● **Source records**
- Opening Delimiter -

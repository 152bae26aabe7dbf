//! Control core of the Study Buddy handheld: menus, a time editor, an
//! alarm and a Pomodoro timer on an RP2040 with an SSD1306 OLED.
//!
//! Everything except the board layer is plain `no_std` logic that runs on
//! the host, driven by injected millisecond timestamps and the capability
//! traits in [`hal`].
//!
//! Usage: `cargo test` on the host, or
//! `cargo build --release --features embedded --target thumbv6m-none-eabi`
//! for the firmware.

#![cfg_attr(not(test), no_std)]

#[macro_use]
mod fmt;

pub mod app;
pub mod config;
pub mod editor;
pub mod engine;
pub mod error;
pub mod hal;
pub mod time;
pub mod ui;

#[cfg(feature = "embedded")]
pub mod board;

pub use app::{App, MenuChoice};
pub use error::Error;
pub use time::Time;

// ═══════════════════════════════════════════════════════════════════════════
// Unit Tests - pure logic, no surface
// ═══════════════════════════════════════════════════════════════════════════

#[cfg(test)]
mod tests {
    use super::engine::{Chime, Countdown};
    use super::hal::Buzzer;
    use super::time::{Digit, Step, Time};
    use super::ui::debounce::{ButtonId, ButtonLatches, EdgeLatch};
    use super::ui::input_logic::{classify_joystick, select_next, select_prev, NavGate};
    use super::ui::screens::{format_hms, format_ms};
    use super::ui::{Buttons, Direction, InputEvent, Sample};

    fn t(h: u8, m: u8) -> Time {
        Time::new(h, m).unwrap()
    }

    // ════════════════════════════════════════════════════════════════════════
    // Time Value Tests
    // ════════════════════════════════════════════════════════════════════════

    #[test]
    fn time_rejects_out_of_range() {
        assert!(Time::new(24, 0).is_none());
        assert!(Time::new(0, 60).is_none());
        assert_eq!(Time::new(23, 59).unwrap().total_minutes(), 1439);
    }

    #[test]
    fn time_formats_zero_padded() {
        assert_eq!(format!("{}", t(7, 5)), "07:05");
        assert_eq!(format!("{}", Time::MIDNIGHT), "00:00");
    }

    #[test]
    fn minutes_until_wraps_past_midnight() {
        assert_eq!(t(23, 50).minutes_until(t(0, 10)), 20);
    }

    #[test]
    fn minutes_until_without_wrap() {
        assert_eq!(t(8, 0).minutes_until(t(8, 1)), 1);
    }

    #[test]
    fn minutes_until_same_time_is_a_full_day() {
        assert_eq!(t(12, 30).minutes_until(t(12, 30)), 1440);
    }

    // ════════════════════════════════════════════════════════════════════════
    // Digit Wheel Tests
    // ════════════════════════════════════════════════════════════════════════

    #[test]
    fn minute_units_decrement_wraps_to_nine() {
        let v = t(0, 0).adjust(Digit::MinuteUnits, Step::Decrement);
        assert_eq!(v, t(0, 9));
    }

    #[test]
    fn minute_tens_wraps_both_ways() {
        assert_eq!(t(0, 3).adjust(Digit::MinuteTens, Step::Decrement), t(0, 53));
        assert_eq!(t(0, 53).adjust(Digit::MinuteTens, Step::Increment), t(0, 3));
    }

    #[test]
    fn hour_tens_increment_wraps_to_zero() {
        assert_eq!(t(21, 0).adjust(Digit::HourTens, Step::Increment), t(1, 0));
    }

    #[test]
    fn hour_tens_decrement_wraps_to_two() {
        assert_eq!(t(1, 0).adjust(Digit::HourTens, Step::Decrement), t(21, 0));
    }

    #[test]
    fn raising_hour_tens_to_two_clamps_units() {
        assert_eq!(t(17, 45).adjust(Digit::HourTens, Step::Increment), t(23, 45));
        assert_eq!(t(9, 0).adjust(Digit::HourTens, Step::Decrement), t(23, 0));
    }

    #[test]
    fn hour_units_capped_at_three_under_twenty() {
        assert_eq!(t(23, 0).adjust(Digit::HourUnits, Step::Increment), t(20, 0));
        assert_eq!(t(20, 0).adjust(Digit::HourUnits, Step::Decrement), t(23, 0));
    }

    #[test]
    fn hour_units_full_range_below_twenty() {
        assert_eq!(t(19, 0).adjust(Digit::HourUnits, Step::Increment), t(10, 0));
        assert_eq!(t(0, 0).adjust(Digit::HourUnits, Step::Decrement), t(9, 0));
    }

    #[test]
    fn digit_cursor_wraps() {
        assert_eq!(Digit::HourTens.prev(), Digit::MinuteUnits);
        assert_eq!(Digit::MinuteUnits.next(), Digit::HourTens);
        assert_eq!(Digit::HourUnits.next(), Digit::MinuteTens);
    }

    // ════════════════════════════════════════════════════════════════════════
    // Debounce Tests
    // ════════════════════════════════════════════════════════════════════════

    #[test]
    fn edges_inside_window_count_once() {
        let latch = EdgeLatch::new();
        assert!(latch.on_edge(1_000));
        assert!(!latch.on_edge(1_199));
        assert!(latch.take());
        assert!(!latch.take());
    }

    #[test]
    fn edges_at_window_boundary_both_count() {
        let latch = EdgeLatch::new();
        assert!(latch.on_edge(1_000));
        assert!(latch.take());
        assert!(latch.on_edge(1_200));
        assert!(latch.take());
    }

    #[test]
    fn first_edge_right_after_boot_is_accepted() {
        let latch = EdgeLatch::new();
        assert!(latch.on_edge(5));
    }

    #[test]
    fn debounce_survives_clock_wrap() {
        let latch = EdgeLatch::new();
        assert!(latch.on_edge(u32::MAX - 50));
        assert!(!latch.on_edge(100));
        assert!(latch.on_edge(150));
    }

    #[test]
    fn buttons_debounce_independently() {
        let latches = ButtonLatches::new();
        assert!(latches.latch(ButtonId::A).on_edge(1_000));
        assert!(latches.latch(ButtonId::B).on_edge(1_010));
        assert_eq!(
            latches.poll(),
            Buttons { a: true, b: true, joystick: false }
        );
        assert_eq!(latches.poll(), Buttons::default());
    }

    // ════════════════════════════════════════════════════════════════════════
    // Joystick & Navigation Tests
    // ════════════════════════════════════════════════════════════════════════

    #[test]
    fn joystick_center_and_deadzone_edges() {
        assert_eq!(classify_joystick(2048, 2048), Direction::None);
        assert_eq!(classify_joystick(3048, 1048), Direction::None);
        assert_eq!(classify_joystick(2048, 3049), Direction::Up);
        assert_eq!(classify_joystick(2048, 1047), Direction::Down);
        assert_eq!(classify_joystick(3049, 2048), Direction::Right);
        assert_eq!(classify_joystick(1047, 2048), Direction::Left);
    }

    #[test]
    fn joystick_vertical_wins_over_horizontal() {
        assert_eq!(classify_joystick(4095, 4095), Direction::Up);
        assert_eq!(classify_joystick(0, 0), Direction::Down);
    }

    #[test]
    fn selection_wraps_both_ways() {
        assert_eq!(select_prev(0, 4), 3);
        assert_eq!(select_next(3, 4), 0);
        assert_eq!(select_next(0, 2), 1);
        assert_eq!(select_prev(0, 0), 0);
    }

    #[test]
    fn nav_gate_enforces_cooldown() {
        let mut gate = NavGate::new();
        assert!(gate.accept(0));
        assert!(!gate.accept(199));
        assert!(gate.accept(200));
    }

    #[test]
    fn sample_events_are_ordered() {
        let sample = Sample {
            buttons: Buttons { a: true, b: true, joystick: true },
            direction: Direction::Left,
        };
        assert_eq!(
            sample.events().as_slice(),
            &[
                InputEvent::ButtonJoystick,
                InputEvent::Left,
                InputEvent::ButtonA,
                InputEvent::ButtonB
            ]
        );
        assert!(Sample::default().events().is_empty());
    }

    // ════════════════════════════════════════════════════════════════════════
    // Countdown & Chime Tests
    // ════════════════════════════════════════════════════════════════════════

    #[test]
    fn countdown_ticks_once_per_second() {
        let mut c = Countdown::start(3, 10_000);
        assert_eq!(c.poll(10_999), 0);
        assert_eq!(c.poll(11_000), 1);
        assert_eq!(c.remaining(), 2);
        assert_eq!(c.poll(13_500), 2);
        assert!(c.is_finished());
        assert_eq!(c.poll(99_000), 0);
    }

    #[derive(Default)]
    struct ToneLog {
        on: bool,
        starts: u32,
        calls: u32,
    }

    impl Buzzer for ToneLog {
        fn start_tone(&mut self) {
            self.on = true;
            self.starts += 1;
            self.calls += 1;
        }
        fn stop_tone(&mut self) {
            self.on = false;
            self.calls += 1;
        }
    }

    #[test]
    fn chime_alternates_every_half_second() {
        let mut buzzer = ToneLog::default();
        let mut chime = Chime::start(0, &mut buzzer);
        assert!(buzzer.on);
        chime.poll(499, &mut buzzer);
        assert!(buzzer.on);
        chime.poll(500, &mut buzzer);
        assert!(!buzzer.on);
        chime.poll(1_000, &mut buzzer);
        assert!(buzzer.on);
        chime.stop(&mut buzzer);
        assert!(!buzzer.on);
    }

    #[test]
    fn chime_leaves_buzzer_alone_when_late_poll_lands_on_same_state() {
        let mut buzzer = ToneLog::default();
        let mut chime = Chime::start(0, &mut buzzer);
        chime.poll(500, &mut buzzer);
        assert!(!buzzer.on);
        assert_eq!(buzzer.calls, 2);
        // Missed the 1000 and 1500 toggles: still off, no buzzer call.
        chime.poll(1_700, &mut buzzer);
        assert!(!chime.is_sounding());
        assert_eq!(buzzer.calls, 2);
        chime.poll(2_000, &mut buzzer);
        assert!(buzzer.on);
        assert_eq!(buzzer.calls, 3);
    }

    #[test]
    fn chime_keeps_phase_after_late_poll() {
        let mut buzzer = ToneLog::default();
        let mut chime = Chime::start(0, &mut buzzer);
        // 1.2 s later: toggled at 500 and 1000, so back on.
        chime.poll(1_200, &mut buzzer);
        assert!(chime.is_sounding());
        assert_eq!(buzzer.starts, 1);
        chime.poll(1_500, &mut buzzer);
        assert!(!chime.is_sounding());
    }

    // ════════════════════════════════════════════════════════════════════════
    // Formatting Tests
    // ════════════════════════════════════════════════════════════════════════

    #[test]
    fn countdown_text_formats() {
        assert_eq!(format_hms(20 * 60).unwrap().as_str(), "00:20:00");
        assert_eq!(format_hms(1440 * 60).unwrap().as_str(), "24:00:00");
        assert_eq!(format_ms(1500).unwrap().as_str(), "25:00");
        assert_eq!(format_ms(3600).unwrap().as_str(), "60:00");
        assert_eq!(format_ms(59).unwrap().as_str(), "00:59");
    }
}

- Closing Delimiter -

● **Task objective**
Work out how many lines above contain "starts", then write only that number.

● **Answer to this exercise**
3